Papa Francesco ha di recente definito “sicari” quanti lo praticano. Tom Roberts, ex capo redattore di National Catholic Reporter, la rivista cattolica che aveva pubblicato i due rapporti arrivati poi al Parlamento Ue, ha messo in evidenza un altro aspetto: “I preti abusano delle religiose perché sanno che sono donne sane in regioni dove l’Aids è endemico. Personalità del Vaticano ce lo hanno confermato”. Con la parola delle donne che si libera, all’epoca del #MeToo, anche le religiose cominciano a uscire dal silenzio. Ma denunciare è difficile. Lo dice Cecilia, un’altra vittima dell’Arche: “Quando si denuncia un prete, si denuncia anche la Chiesa”. Quanto tempo deve passare ancora prima che scoppi lo scandalo? Ai giornalisti di Arte, padre Hans Zollern, membro della Commissione vaticana contro la pedofilia, ha confermato: “Posso affermare con convinzione che il Papa è a conoscenza del problema”.

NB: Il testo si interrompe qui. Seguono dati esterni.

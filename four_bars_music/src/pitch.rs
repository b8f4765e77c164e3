// Spelled pitches: letter + accidental + octave.
//
// Scale tables and chord names arrive as spellings ("C", "F#", "Bb4"), and
// chord-tone matching compares those spellings, not MIDI numbers: `E#` and
// `F` are different names even though they sound the same. So a `Pitch`
// keeps the letter (`Step`), the chromatic alteration and the octave, and
// transposition moves the letter by the generic interval that matches the
// semitone count (4 semitones is a major third, so C# + 4 = E#).
//
// MIDI numbers are derived on demand for export (C4 = 60).

use crate::error::{FourBarsError, Result};
use serde::{Deserialize, Serialize};
use std::fmt;
use std::str::FromStr;

/// Octave used when a spelling carries none ("C" means C4).
pub const DEFAULT_OCTAVE: i8 = 4;

/// Diatonic letter names.
#[derive(Debug, Clone, Copy, PartialEq, Eq, Hash, Serialize, Deserialize)]
pub enum Step {
    C,
    D,
    E,
    F,
    G,
    A,
    B,
}

impl Step {
    pub const ALL: [Step; 7] = [
        Step::C,
        Step::D,
        Step::E,
        Step::F,
        Step::G,
        Step::A,
        Step::B,
    ];

    /// Position in the C-based diatonic order (C = 0, B = 6).
    pub fn index(self) -> i32 {
        self as i32
    }

    /// Semitones above C of the natural letter.
    pub fn semitone(self) -> i32 {
        match self {
            Step::C => 0,
            Step::D => 2,
            Step::E => 4,
            Step::F => 5,
            Step::G => 7,
            Step::A => 9,
            Step::B => 11,
        }
    }

    fn from_index(index: i32) -> Step {
        Step::ALL[index.rem_euclid(7) as usize]
    }

    fn from_char(c: char) -> Option<Step> {
        match c.to_ascii_uppercase() {
            'C' => Some(Step::C),
            'D' => Some(Step::D),
            'E' => Some(Step::E),
            'F' => Some(Step::F),
            'G' => Some(Step::G),
            'A' => Some(Step::A),
            'B' => Some(Step::B),
            _ => None,
        }
    }

    fn letter(self) -> char {
        match self {
            Step::C => 'C',
            Step::D => 'D',
            Step::E => 'E',
            Step::F => 'F',
            Step::G => 'G',
            Step::A => 'A',
            Step::B => 'B',
        }
    }
}

/// Letter steps spanned by the conventional interval for each semitone
/// count within an octave: P1 m2 M2 m3 M3 P4 d5 P5 m6 M6 m7 M7.
const GENERIC_STEPS: [i32; 12] = [0, 1, 1, 2, 2, 3, 4, 4, 5, 5, 6, 6];

/// A spelled pitch with octave.
#[derive(Debug, Clone, Copy, PartialEq, Eq, Hash, Serialize, Deserialize)]
#[serde(try_from = "String", into = "String")]
pub struct Pitch {
    step: Step,
    /// Chromatic alteration: +1 sharp, -1 flat, 0 natural.
    alter: i8,
    octave: i8,
}

impl Pitch {
    pub fn new(step: Step, alter: i8, octave: i8) -> Self {
        Pitch {
            step,
            alter,
            octave,
        }
    }

    pub fn step(&self) -> Step {
        self.step
    }

    pub fn alter(&self) -> i8 {
        self.alter
    }

    pub fn octave(&self) -> i8 {
        self.octave
    }

    /// Spelled name without octave, e.g. "F#", "Bb", "C".
    pub fn name(&self) -> String {
        let mut out = String::new();
        out.push(self.step.letter());
        let accidental = if self.alter > 0 { '#' } else { 'b' };
        for _ in 0..self.alter.unsigned_abs() {
            out.push(accidental);
        }
        out
    }

    /// Octave-independent spelling comparison.
    pub fn same_name(&self, other: &Pitch) -> bool {
        self.step == other.step && self.alter == other.alter
    }

    /// MIDI note number (C4 = 60). May fall outside 0..=127 for extreme
    /// octaves; callers clamp when encoding.
    pub fn midi(&self) -> i32 {
        (self.octave as i32 + 1) * 12 + self.step.semitone() + self.alter as i32
    }

    /// Transpose by a signed semitone count, respelling along the
    /// conventional interval for that count.
    pub fn transpose(&self, semitones: i32) -> Pitch {
        let octaves = semitones.div_euclid(12);
        let rem = semitones.rem_euclid(12);
        let generic = octaves * 7 + GENERIC_STEPS[rem as usize];

        let diatonic = self.octave as i32 * 7 + self.step.index() + generic;
        let step = Step::from_index(diatonic);
        let octave = diatonic.div_euclid(7);

        let natural = (octave + 1) * 12 + step.semitone();
        let alter = self.midi() + semitones - natural;
        Pitch {
            step,
            alter: alter as i8,
            octave: octave as i8,
        }
    }

    /// Same spelling, different octave.
    pub fn with_octave(&self, octave: i8) -> Pitch {
        Pitch { octave, ..*self }
    }
}

impl FromStr for Pitch {
    type Err = FourBarsError;

    /// Parse "C", "c#", "Eb", "B-3", "F##5". Flats may be written `b` or
    /// `-`. A missing octave means `DEFAULT_OCTAVE`.
    fn from_str(s: &str) -> Result<Self> {
        let invalid = || FourBarsError::InvalidPitch(s.to_string());
        let trimmed = s.trim();
        let mut chars = trimmed.chars().peekable();

        let step = chars.next().and_then(Step::from_char).ok_or_else(invalid)?;

        let mut alter: i8 = 0;
        while let Some(&c) = chars.peek() {
            match c {
                '#' => alter += 1,
                'b' | '-' => alter -= 1,
                _ => break,
            }
            chars.next();
        }

        let rest: String = chars.collect();
        let octave = if rest.is_empty() {
            DEFAULT_OCTAVE
        } else {
            rest.parse::<i8>().map_err(|_| invalid())?
        };
        if alter.abs() > 2 || !(-1..=9).contains(&octave) {
            return Err(invalid());
        }

        Ok(Pitch {
            step,
            alter,
            octave,
        })
    }
}

impl TryFrom<String> for Pitch {
    type Error = FourBarsError;

    fn try_from(value: String) -> Result<Self> {
        value.parse()
    }
}

impl From<Pitch> for String {
    fn from(pitch: Pitch) -> String {
        pitch.to_string()
    }
}

impl fmt::Display for Pitch {
    fn fmt(&self, f: &mut fmt::Formatter<'_>) -> fmt::Result {
        write!(f, "{}{}", self.name(), self.octave)
    }
}

#[cfg(test)]
mod tests {
    use super::*;

    fn p(s: &str) -> Pitch {
        s.parse().unwrap()
    }

    #[test]
    fn test_parse_spellings() {
        assert_eq!(p("C"), Pitch::new(Step::C, 0, 4));
        assert_eq!(p("f#3"), Pitch::new(Step::F, 1, 3));
        assert_eq!(p("Bb"), Pitch::new(Step::B, -1, 4));
        assert_eq!(p("E-2"), Pitch::new(Step::E, -1, 2));
        assert_eq!(p(" G##5 "), Pitch::new(Step::G, 2, 5));
    }

    #[test]
    fn test_parse_rejects_garbage() {
        assert!("".parse::<Pitch>().is_err());
        assert!("H".parse::<Pitch>().is_err());
        assert!("C#x".parse::<Pitch>().is_err());
        assert!("Cm".parse::<Pitch>().is_err());
        assert!("C###".parse::<Pitch>().is_err());
    }

    #[test]
    fn test_midi_numbers() {
        assert_eq!(p("C4").midi(), 60);
        assert_eq!(p("A4").midi(), 69);
        assert_eq!(p("C#3").midi(), 49);
        assert_eq!(p("Cb4").midi(), 59);
    }

    #[test]
    fn test_transpose_spelling() {
        assert_eq!(p("C4").transpose(4).to_string(), "E4");
        assert_eq!(p("A4").transpose(3).to_string(), "C5");
        assert_eq!(p("C#4").transpose(4).to_string(), "E#4");
        assert_eq!(p("F4").transpose(3).to_string(), "Ab4");
        assert_eq!(p("B3").transpose(7).to_string(), "F#4");
        assert_eq!(p("A2").transpose(12).to_string(), "A3");
    }

    #[test]
    fn test_transpose_down_a_fourth() {
        assert_eq!(p("C3").transpose(-5).to_string(), "G2");
        assert_eq!(p("D#2").transpose(-5).to_string(), "A#1");
        assert_eq!(p("C3").transpose(-5).midi(), p("C3").midi() - 5);
    }

    #[test]
    fn test_same_name_ignores_octave() {
        assert!(p("E2").same_name(&p("E5")));
        assert!(!p("E#4").same_name(&p("F4")));
        assert!(!p("C#4").same_name(&p("Db4")));
    }

    #[test]
    fn test_serde_as_string() {
        let json = serde_json::to_string(&p("F#3")).unwrap();
        assert_eq!(json, "\"F#3\"");
        let back: Pitch = serde_json::from_str(&json).unwrap();
        assert_eq!(back, p("F#3"));
    }
}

Del resto, proprio di recente, rientrando dal viaggio negli Emirati Arabi, Papa Francesco ha ammesso per la prima volta in aereo con i giornalisti che ci sono preti che abusano delle suore, reagendo ad un articolo di Donne Chiesa Mondo, mensile dell’Osservatore Romano: “È da tempo che ci lavoriamo”, ha detto. Nell’aprile 2018, i tre giornalisti, portando a termine la loro inchiesta, hanno trasmesso al Vaticano le informazioni raccolte e chiesto a Papa Francesco la sua disponibilità ad incontrare due ex religiose, Doris e Michèle-France. Non in privato, davanti alle telecamere. L’incontro non ha mai avuto luogo.